Given a data-source of 1.4 TB of Parquet data on S3 partitioned by a timestamp field (so partitions are year
- month
- day
) I am querying a specific day of data (2.6 GB of data) and retrieving all available fields in the Parquet files via Redshift Spectrum with this query:
SELECT *
FROM my_external_schema.my_external_table
WHERE year = '2020' and month = '01' and day = '01'
The table is made available via a Glue Crawler that points at the top level "folder" in S3; this creates a Database and then via this command I link the Database to the new external schema:
create external schema my_external_schema from data catalog
database 'my_external_schema'
iam_role 'arn:aws:iam::123456789:role/my_role'
region 'my-region-9';
Analysing the table in my IDE I can see the table is generated by this statement:
create external table my_external_schema.my_external_table
(
id string,
my_value string,
my_nice_value string
)
partitioned by (year string, month string, day string)
row format serde 'org.apache.hadoop.hive.ql.io.parquet.serde.ParquetHiveSerDe'
with serdeproperties ('serialization.format'='1')
stored as
inputformat 'org.apache.hadoop.hive.ql.io.parquet.MapredParquetInputFormat'
outputformat 'org.apache.hadoop.hive.ql.io.parquet.MapredParquetOutputFormat'
location 's3://my-bucket/my/location/'
table properties ('CrawlerSchemaDeserializerVersion'='1.0', 'CrawlerSchemaSerializerVersion'='1.0', 'UPDATED_BY_CRAWLER'='my_crawler');
When I analyse the query from Redshift I see it was scanned ~86 GB of data instead.

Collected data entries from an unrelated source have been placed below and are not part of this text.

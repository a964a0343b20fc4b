//! Matching a probe descriptor against the gallery.
//!
//! Every metric carries a [`Polarity`], and ranking and acceptance go
//! through it, so distance and similarity metrics share one code path.

use crate::gallery::Gallery;
use crate::types::{Descriptor, MatchResult, Polarity};
use serde::{Deserialize, Serialize};
use std::collections::HashMap;
use std::fmt;
use std::str::FromStr;
use thiserror::Error;

/// Invalid classifier configuration.
#[derive(Error, Debug, PartialEq)]
pub enum ClassifierError {
    #[error("k must be at least 1")]
    ZeroK,
    #[error("{threshold:?} cannot be used with the {metric} metric")]
    ThresholdPolarity { metric: Metric, threshold: Threshold },
    #[error("threshold must be finite, got {0}")]
    NonFiniteThreshold(f32),
    #[error("unknown {what} `{value}`")]
    UnknownName { what: &'static str, value: String },
}

#[derive(Error, Debug, PartialEq)]
pub enum ClassifyError {
    #[error("probe has {actual} values, gallery descriptors have {expected}")]
    DimensionMismatch { expected: usize, actual: usize },
}

#[derive(Debug, Clone, Copy, PartialEq, Eq, Serialize, Deserialize)]
#[serde(rename_all = "snake_case")]
pub enum Metric {
    Euclidean,
    Cosine,
    /// Symmetric chi-square distance for normalized histograms.
    ChiSquare,
}

impl Metric {
    pub fn polarity(self) -> Polarity {
        match self {
            Metric::Euclidean | Metric::ChiSquare => Polarity::LowerIsBetter,
            Metric::Cosine => Polarity::HigherIsBetter,
        }
    }

    /// Score `a` against `b`. A NaN score becomes the worst possible score.
    pub fn score(self, a: &Descriptor, b: &Descriptor) -> f32 {
        let score = match self {
            Metric::Euclidean => a.euclidean_distance(b),
            Metric::Cosine => a.cosine_similarity(b),
            Metric::ChiSquare => a.chi_square_distance(b),
        };
        if score.is_nan() {
            self.polarity().worst()
        } else {
            score
        }
    }
}

impl fmt::Display for Metric {
    fn fmt(&self, f: &mut fmt::Formatter<'_>) -> fmt::Result {
        f.write_str(match self {
            Metric::Euclidean => "euclidean",
            Metric::Cosine => "cosine",
            Metric::ChiSquare => "chi_square",
        })
    }
}

impl FromStr for Metric {
    type Err = ClassifierError;

    fn from_str(s: &str) -> Result<Self, Self::Err> {
        match s.to_ascii_lowercase().replace('-', "_").as_str() {
            "euclidean" => Ok(Metric::Euclidean),
            "cosine" => Ok(Metric::Cosine),
            "chi_square" | "chisquare" => Ok(Metric::ChiSquare),
            _ => Err(ClassifierError::UnknownName {
                what: "distance metric",
                value: s.to_string(),
            }),
        }
    }
}

/// Acceptance threshold; the variant fixes the comparison direction.
#[derive(Debug, Clone, Copy, PartialEq, Serialize, Deserialize)]
#[serde(rename_all = "snake_case")]
pub enum Threshold {
    /// Accept scores `<=` this distance.
    MaxDistance(f32),
    /// Accept scores `>=` this similarity.
    MinSimilarity(f32),
}

impl Threshold {
    pub fn polarity(self) -> Polarity {
        match self {
            Threshold::MaxDistance(_) => Polarity::LowerIsBetter,
            Threshold::MinSimilarity(_) => Polarity::HigherIsBetter,
        }
    }

    pub fn value(self) -> f32 {
        match self {
            Threshold::MaxDistance(v) | Threshold::MinSimilarity(v) => v,
        }
    }

    pub fn accepts(self, score: f32) -> bool {
        match self {
            Threshold::MaxDistance(max) => score <= max,
            Threshold::MinSimilarity(min) => score >= min,
        }
    }
}

/// Strategy name as it appears in configuration.
#[derive(Debug, Clone, Copy, PartialEq, Eq, Serialize, Deserialize)]
#[serde(rename_all = "snake_case")]
pub enum StrategyKind {
    Knn,
    Prototype,
}

impl FromStr for StrategyKind {
    type Err = ClassifierError;

    fn from_str(s: &str) -> Result<Self, Self::Err> {
        match s.to_ascii_lowercase().as_str() {
            "knn" => Ok(StrategyKind::Knn),
            "prototype" | "centroid" => Ok(StrategyKind::Prototype),
            _ => Err(ClassifierError::UnknownName {
                what: "classifier strategy",
                value: s.to_string(),
            }),
        }
    }
}

#[derive(Debug, Clone, Copy, PartialEq, Eq)]
pub enum Strategy {
    /// Majority vote among the `k` best-scoring stored descriptors.
    Knn { k: usize },
    /// Best-scoring identity prototype.
    Prototype,
}

impl Strategy {
    pub fn from_kind(kind: StrategyKind, k: usize) -> Self {
        match kind {
            StrategyKind::Knn => Strategy::Knn { k },
            StrategyKind::Prototype => Strategy::Prototype,
        }
    }
}

#[derive(Debug, Clone, Copy, PartialEq)]
pub struct Classifier {
    strategy: Strategy,
    metric: Metric,
    threshold: Threshold,
}

impl Classifier {
    pub fn new(strategy: Strategy, metric: Metric, threshold: Threshold) -> Result<Self, ClassifierError> {
        if let Strategy::Knn { k: 0 } = strategy {
            return Err(ClassifierError::ZeroK);
        }
        if threshold.polarity() != metric.polarity() {
            return Err(ClassifierError::ThresholdPolarity { metric, threshold });
        }
        if !threshold.value().is_finite() {
            return Err(ClassifierError::NonFiniteThreshold(threshold.value()));
        }
        Ok(Self {
            strategy,
            metric,
            threshold,
        })
    }

    pub fn strategy(&self) -> Strategy {
        self.strategy
    }

    pub fn metric(&self) -> Metric {
        self.metric
    }

    pub fn threshold(&self) -> Threshold {
        self.threshold
    }

    /// Label `probe` with the best gallery identity, or unknown.
    pub fn classify(&self, probe: &Descriptor, gallery: &Gallery) -> Result<MatchResult, ClassifyError> {
        let polarity = self.metric.polarity();
        if gallery.is_empty() {
            return Ok(MatchResult::unknown(None, polarity.worst(), polarity));
        }
        if probe.len() != gallery.dimension() {
            return Err(ClassifyError::DimensionMismatch {
                expected: gallery.dimension(),
                actual: probe.len(),
            });
        }

        let (candidate, score) = match self.strategy {
            Strategy::Knn { k } => self.nearest_neighbors(probe, gallery, k),
            Strategy::Prototype => self.nearest_prototype(probe, gallery),
        };

        let result = if self.threshold.accepts(score) {
            MatchResult {
                identity: Some(candidate.to_string()),
                candidate: Some(candidate.to_string()),
                score,
                polarity,
            }
        } else {
            MatchResult::unknown(Some(candidate.to_string()), score, polarity)
        };
        tracing::debug!(
            candidate,
            score,
            accepted = result.is_match(),
            "classified probe"
        );
        Ok(result)
    }

    fn nearest_prototype<'g>(&self, probe: &Descriptor, gallery: &'g Gallery) -> (&'g str, f32) {
        let polarity = self.metric.polarity();
        let mut best: Option<(&str, f32)> = None;
        for entry in gallery.entries() {
            let score = self.metric.score(probe, entry.prototype());
            match best {
                Some((_, incumbent)) if !polarity.is_better(score, incumbent) => {}
                _ => best = Some((entry.identity(), score)),
            }
        }
        // Non-empty gallery, so at least one prototype was scored.
        best.unwrap_or(("", polarity.worst()))
    }

    fn nearest_neighbors<'g>(&self, probe: &Descriptor, gallery: &'g Gallery, k: usize) -> (&'g str, f32) {
        let polarity = self.metric.polarity();
        let mut scored: Vec<(&str, f32)> = gallery
            .entries()
            .iter()
            .flat_map(|entry| {
                entry
                    .descriptors()
                    .iter()
                    .map(move |d| (entry.identity(), self.metric.score(probe, d)))
            })
            .collect();
        // Stable: equal scores keep storage order.
        scored.sort_by(|a, b| polarity.compare(a.1, b.1));
        scored.truncate(k);

        // Votes and aggregate score per label, in first-seen (best-first) order.
        let mut tally: Vec<(&str, usize, f32)> = Vec::new();
        let mut index: HashMap<&str, usize> = HashMap::new();
        for &(identity, score) in &scored {
            match index.get(identity) {
                Some(&i) => {
                    tally[i].1 += 1;
                    tally[i].2 += score;
                }
                None => {
                    index.insert(identity, tally.len());
                    tally.push((identity, 1, score));
                }
            }
        }

        let mut winner: Option<(&str, usize, f32)> = None;
        for &(identity, votes, aggregate) in &tally {
            let replace = match winner {
                None => true,
                Some((_, best_votes, best_aggregate)) => {
                    votes > best_votes
                        || (votes == best_votes && polarity.is_better(aggregate, best_aggregate))
                }
            };
            if replace {
                winner = Some((identity, votes, aggregate));
            }
        }

        let nearest = scored.first().map_or(polarity.worst(), |&(_, s)| s);
        match winner {
            Some((identity, _, _)) => (identity, nearest),
            None => ("", nearest),
        }
    }
}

How's that possible? It is a concern because Redshift bills based on the amount of data scanned and looks like the service is scanning around 40 times the actual amount of data is in that partition.
I also tried to execute the same query in Athena and there I get only 2.55 GB of data scanned (definitely more reasonable).
I can't give too many details on the cluster size but assume that those 86GB of scanned data would fit in the cluster's Memory.
CREATE EXTERNAL TABLE
command, and an example of the path names used for the data? – John RotensteinSHOW CREATE TABLE ..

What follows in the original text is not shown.